Ontario MPP
- In office 1971–1975
- Preceded by: John L. Brown
- Succeeded by: Marion Bryden
- Constituency: Beaches-Woodbine

City of Toronto Alderman
- In office 1960–1972
- Preceded by: A.G. Cranham & Alex Hodgins
- Succeeded by: Dorothy Thomas, Reid Scott
- Constituency: The Beaches, Ward 8 (1960–69), Ward 9 (1969–1972)

Personal details
- Born: October 31, 1913 Toronto, Ontario
- Died: June 5, 2005 (aged 91) Toronto, Ontario
- Party: Progressive Conservative

= Thomas Alfred Wardle =

Canadian politician

Thomas Alfred Wardle (October 31, 1913 – June 20, 2005) was a Canadian politician, who represented Beaches-Woodbine in the Legislative Assembly of Ontario from 1971 to 1975 as a Progressive Conservative member in the majority government headed by Bill Davis.

Wardle married Inez Evelyn (1913–1997) and they had one son, Tom Wardle Jr.

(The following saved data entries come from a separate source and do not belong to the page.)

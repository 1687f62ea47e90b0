use colored::{ColoredString, Colorize};
use tabled::settings::Style;
use tabled::{Table, Tabled};

use crate::fetcher::FetchError;
use crate::model::Record;
use crate::paginator::{Page, PageLabel};
use crate::view::ViewState;

pub const TITLE: &str = "Project Funding Table";
pub const COLUMNS: [&str; 3] = ["S No", "Amount Pledged", "Percentage Funded"];
pub const LOADING: &str = "Loading records...";

#[derive(Tabled)]
struct RecordRow {
    #[tabled(rename = "S No")]
    sequence_number: i64,
    #[tabled(rename = "Amount Pledged")]
    amount_pledged: f64,
    #[tabled(rename = "Percentage Funded")]
    percentage_funded: f64,
}

impl From<&Record> for RecordRow {
    fn from(r: &Record) -> Self {
        Self {
            sequence_number: r.sequence_number,
            amount_pledged: r.amount_pledged,
            percentage_funded: r.percentage_funded,
        }
    }
}

/// One entry of the page-control strip.
#[derive(Clone, Copy, Debug, PartialEq, Eq)]
pub enum Control {
    Previous { enabled: bool },
    Page { number: usize, active: bool },
    Ellipsis,
    Next { enabled: bool },
}

pub fn control_strip<T>(page: &Page<'_, T>) -> Vec<Control> {
    let mut controls = Vec::with_capacity(page.labels.len() + 2);
    controls.push(Control::Previous {
        enabled: page.has_previous,
    });
    for label in page.labels.iter().copied() {
        controls.push(match label {
            PageLabel::Page(number) => Control::Page {
                number,
                active: page.is_active(label),
            },
            PageLabel::Ellipsis => Control::Ellipsis,
        });
    }
    controls.push(Control::Next {
        enabled: page.has_next,
    });
    controls
}

pub fn render_table(items: &[Record]) -> String {
    let mut table = Table::new(items.iter().map(RecordRow::from));
    table.with(Style::modern());
    table.to_string()
}

/// Whether terminal styling is applied to rendered text.
#[derive(Clone, Copy, Debug, PartialEq, Eq)]
pub enum Paint {
    Styled,
    Plain,
}

impl Paint {
    fn apply(self, text: &str, style: impl FnOnce(&str) -> ColoredString) -> String {
        match self {
            Paint::Styled => style(text).to_string(),
            Paint::Plain => text.to_string(),
        }
    }
}

fn controls_with<T>(page: &Page<'_, T>, paint: Paint) -> String {
    control_strip(page)
        .into_iter()
        .map(|c| match c {
            Control::Previous { enabled: true } => paint.apply("< Previous", |s| s.bold()),
            Control::Previous { enabled: false } => paint.apply("  Previous", |s| s.dimmed()),
            Control::Next { enabled: true } => paint.apply("Next >", |s| s.bold()),
            Control::Next { enabled: false } => paint.apply("Next  ", |s| s.dimmed()),
            Control::Page {
                number,
                active: true,
            } => paint.apply(&format!("[{number}]"), |s| s.bold().green()),
            Control::Page {
                number,
                active: false,
            } => number.to_string(),
            Control::Ellipsis => paint.apply("...", |s| s.dimmed()),
        })
        .collect::<Vec<_>>()
        .join("  ")
}

pub fn render_controls<T>(page: &Page<'_, T>) -> String {
    controls_with(page, Paint::Styled)
}

pub fn render_summary<T>(page: &Page<'_, T>) -> String {
    match page.showing {
        Some((first, last)) => format!(
            "Page {} of {} :: records {}-{} of {}",
            page.number, page.total_pages, first, last, page.total_records
        ),
        None => "No records".to_string(),
    }
}

fn error_with(err: &FetchError, paint: Paint) -> String {
    format!(
        "{}{}{} {}: {}",
        paint.apply("[", |s| s.bold().white()),
        paint.apply("ERR", |s| s.bold().red()),
        paint.apply("]", |s| s.bold().white()),
        err.kind().label(),
        err
    )
}

pub fn render_error(err: &FetchError) -> String {
    error_with(err, Paint::Styled)
}

fn page_with(page: &Page<'_, Record>, paint: Paint) -> String {
    let mut out = String::new();
    out.push_str(&paint.apply(TITLE, |s| s.bold()));
    out.push('\n');
    out.push_str(&render_table(page.items));
    out.push('\n');
    out.push_str(&render_summary(page));
    out.push('\n');
    out.push_str(&controls_with(page, paint));
    out.push('\n');
    out
}

/// Renders the whole view: placeholder, or optional error line, table,
/// summary and control strip.
pub fn render_view_with(state: &ViewState<'_>, paint: Paint) -> String {
    match state {
        ViewState::Loading => format!("{LOADING}\n"),
        ViewState::Ready(page) => page_with(page, paint),
        ViewState::Failed { error, page } => {
            let mut out = error_with(error, paint);
            out.push('\n');
            out.push_str(&page_with(page, paint));
            out
        }
    }
}

pub fn render_view(state: &ViewState<'_>) -> String {
    render_view_with(state, Paint::Styled)
}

Wardle Snr served in the RCAF during World War II.

Wardle was active in a wide variety of public and private sector roles. He served as a trustee and then as chairman of the Toronto Board of Education. He was also an alderman for The Beaches (ward 8/9) in City of Toronto from 1960 to 1972. His son Tom Jr. was an alderman for the same ward from 1976 to 1980. He served as chairman of the Riverdale Hospital and Foundation.

Wardle is buried with his wife in St. Johns Norway Cemetery, in Toronto.